Saturday, August 28, 2010

Buy low...

The much maligned TARP - which has cost many incumbents in Congress their job - is not just working, it's turning out to be the best investment decision around by anybody.  Check out these numbers.

Under the program, the government provided matching funds and ultracheap loans to investment firms like AllianceBernstein and Oaktree Capital that agreed to buy mortgage securities from banks and other financial institutions.
Taxpayers stood to share in any of the profits, though the prospects of such a windfall were seen as secondary to the goal of unclogging the markets.
Nine months into the program, the eight investment funds chosen by the Treasury Department have generated an estimated return of about 15.5 percent for taxpayers, according to an analysis of their results through the end of June by Linus Wilson, an assistant professor of finance at the University of Louisiana, Lafayette.
Two of the investment funds — one operated by an Angelo, Gordon-GE Capital consortium and another by BlackRock — have gotten off to even stronger starts, posting returns of more than 20 percent.
That translates into a paper profit of roughly $657 million for taxpayers. Some Wall Street analysts project that taxpayers could earn as much as $6.2 billion on these investments over the next nine years, from an investment of about $22 billion.
To be sure, the funds’ standout performance can be attributed to a rally in the mortgage bond market that began late last year and may be hard to repeat.
Still, it is a remarkable turnabout. When the administration announced the Public-Private Investment Program, critics lambasted it as yet another giveaway to private equity firms and other Wall Street money managers — a program so ill-conceived that one prominent economist, the Nobel laureate Joseph Stiglitz, characterized it at the time as a “robbery of the American people.”
But the strong start of the funds has pushed aside many of those concerns. [More]
I give much of the credit to then-Sec. of Treasury Paulson and Pres. Bush, although this courageous act will likely remain distorted in the minds of omni-angry voters. Similar results - though much lower yields could occur for the GM buyout, when, if reversed by IPO, would make Pres. Obama a despicable "anti-socialist" (heh).

Many things could have been done better in that moment of panic.  But regardless of the flaws, I think history will show they prevented an all-out financial collapse

2 comments:

xyetay said...

John, you seem to report on the positive part of TARP while ignoring the less than positive parts.

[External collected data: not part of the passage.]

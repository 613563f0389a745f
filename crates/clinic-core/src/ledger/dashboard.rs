//! Landing-page overview.

use chrono::{Duration, NaiveDateTime};
use tracing::debug;

use super::Ledger;
use crate::models::{Dashboard, Direction, DoctorId, Period, YearMonth};
use crate::ClinicError;

/// Window for counting a patient as active.
pub const ACTIVE_PATIENT_DAYS: i64 = 180;
const UPCOMING_LIMIT: usize = 5;

impl<'a> Ledger<'a> {
    /// Patient counts and this month's activity as of `now`.
    pub fn dashboard(&self, doctor: DoctorId, now: NaiveDateTime) -> Result<Dashboard, ClinicError> {
        let today = Period::day(now.date());
        let month = Period::month(YearMonth::of(now.date()));
        let (month_from, month_to) = (month.start_datetime(), month.end_datetime_exclusive());

        let (total_patients, completed_patients) = self.db.count_patients(doctor)?;
        let month_income =
            self.db
                .sum_transactions(doctor, Direction::Income, None, month_from, month_to)?;
        let month_expense =
            self.db
                .sum_transactions(doctor, Direction::Expense, None, month_from, month_to)?;

        let dashboard = Dashboard {
            total_patients,
            completed_patients,
            new_patients_this_month: self.db.count_new_patients(doctor, month_from, month_to)?,
            active_patients: self
                .db
                .count_active_patients(doctor, now - Duration::days(ACTIVE_PATIENT_DAYS))?,
            visits_this_month: self.db.count_visits_between(doctor, month_from, month_to)?,
            appointments_today: self.db.count_appointments_between(
                doctor,
                today.start_datetime(),
                today.end_datetime_exclusive(),
            )?,
            appointments_this_month: self
                .db
                .count_appointments_between(doctor, month_from, month_to)?,
            month_income,
            month_expense,
            month_net: month_income - month_expense,
            outstanding_balance: self.db.outstanding_balance(doctor)?,
            upcoming_appointments: self.db.upcoming_appointments(doctor, now, UPCOMING_LIMIT)?,
        };
        debug!(doctor = %doctor, patients = total_patients, "Built dashboard");
        Ok(dashboard)
    }
}

#[cfg(test)]
mod tests {
    use super::super::tests::{on, setup};
    use super::*;
    use crate::db::{self, AppointmentRow};
    use crate::models::{AppointmentStatus, Money, NewPatient, NewTransaction, NewVisit, Priority};

    #[test]
    fn test_dashboard_counts() {
        let (db, doctor) = setup();
        let ledger = Ledger::new(&db);
        let now = on(2024, 5, 15);

        for (name, due) in [("Ann", 100), ("Ben", 0)] {
            let id = db.take_next_patient_local_id(doctor).unwrap();
            let mut input = NewPatient::new(name, "1");
            input.amount_due = Money::from_major(due);
            db.insert_patient(doctor, id, &input, db::now()).unwrap();
        }
        let mut visit = NewVisit::on(on(2024, 5, 2));
        visit.amount_due = Money::from_major(50);
        visit.amount_paid = Money::from_major(20);
        db.insert_visit(doctor, 1, &visit, db::now()).unwrap();
        db.refresh_first_visit(doctor, 1).unwrap();

        let row = AppointmentRow {
            scheduled_at: on(2024, 5, 15),
            appointment_type: "checkup",
            notes: None,
            duration_minutes: 30,
            priority: Priority::Medium,
            status: AppointmentStatus::Scheduled,
        };
        db.insert_appointment(doctor, 2, &row, db::now()).unwrap();

        ledger
            .record_transaction(
                doctor,
                &NewTransaction::new(Direction::Income, "Consultation", Money::from_major(80), on(2024, 5, 3)),
            )
            .unwrap();
        ledger
            .record_transaction(
                doctor,
                &NewTransaction::new(Direction::Expense, "Rent", Money::from_major(30), on(2024, 4, 30)),
            )
            .unwrap();

        let dashboard = ledger.dashboard(doctor, now).unwrap();
        assert_eq!(dashboard.total_patients, 2);
        assert_eq!(dashboard.new_patients_this_month, 1);
        assert_eq!(dashboard.active_patients, 2);
        assert_eq!(dashboard.visits_this_month, 1);
        assert_eq!(dashboard.appointments_today, 1);
        assert_eq!(dashboard.month_income, Money::from_major(80));
        assert_eq!(dashboard.month_expense, Money::ZERO);
        assert_eq!(dashboard.outstanding_balance, Money::from_major(130));
        assert_eq!(dashboard.upcoming_appointments.len(), 1);
    }
}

From The Congressional Oversight Panel.

Overall, 87 banks and financial entities indirectly benefited from the US aid to AIG of which 43 are foreign, according to the panel's report. In addition to France and Germany, they include banks based in Canada, Britain, the Netherlands, Denmark and Switzerland.

The Congressional Budget Office estimates that taxpayers will lose $36 billion from the AIG rescue.

from: http://www.ibtimes.com/articles/43012/20100812/tarp-funds-benefited-foreign-banks-more-says-oversight-panel.htm?utm_source=feedburner&utm_medium=feed&utm_campaign=Feed:+ibtimes/companies+(IBTimes.com+RSS+Feed+-+Companies)

John Phipps said...

Steve:

Fair point, but there are dang few reports about how the TARP worked where it did. Politicians can't run fast enough from it.

Meanwhile, I can't think of a single government program that doesn't have some really ugly waste as you say, where the wrong people benefit.

It's really hard these days to limit any financial action to our borders, given the global nature of so many companies.

AIG is truly a black hole that may never be anything other than an unrecoverable expense, like the S&L's or Farm Credit when they were bailed out.

But I still assert, given what I have been reading in the post-mortems after Lehman Bros. that the Bush administration and Congress prevented a collapse that would have rivaled the Great Depression.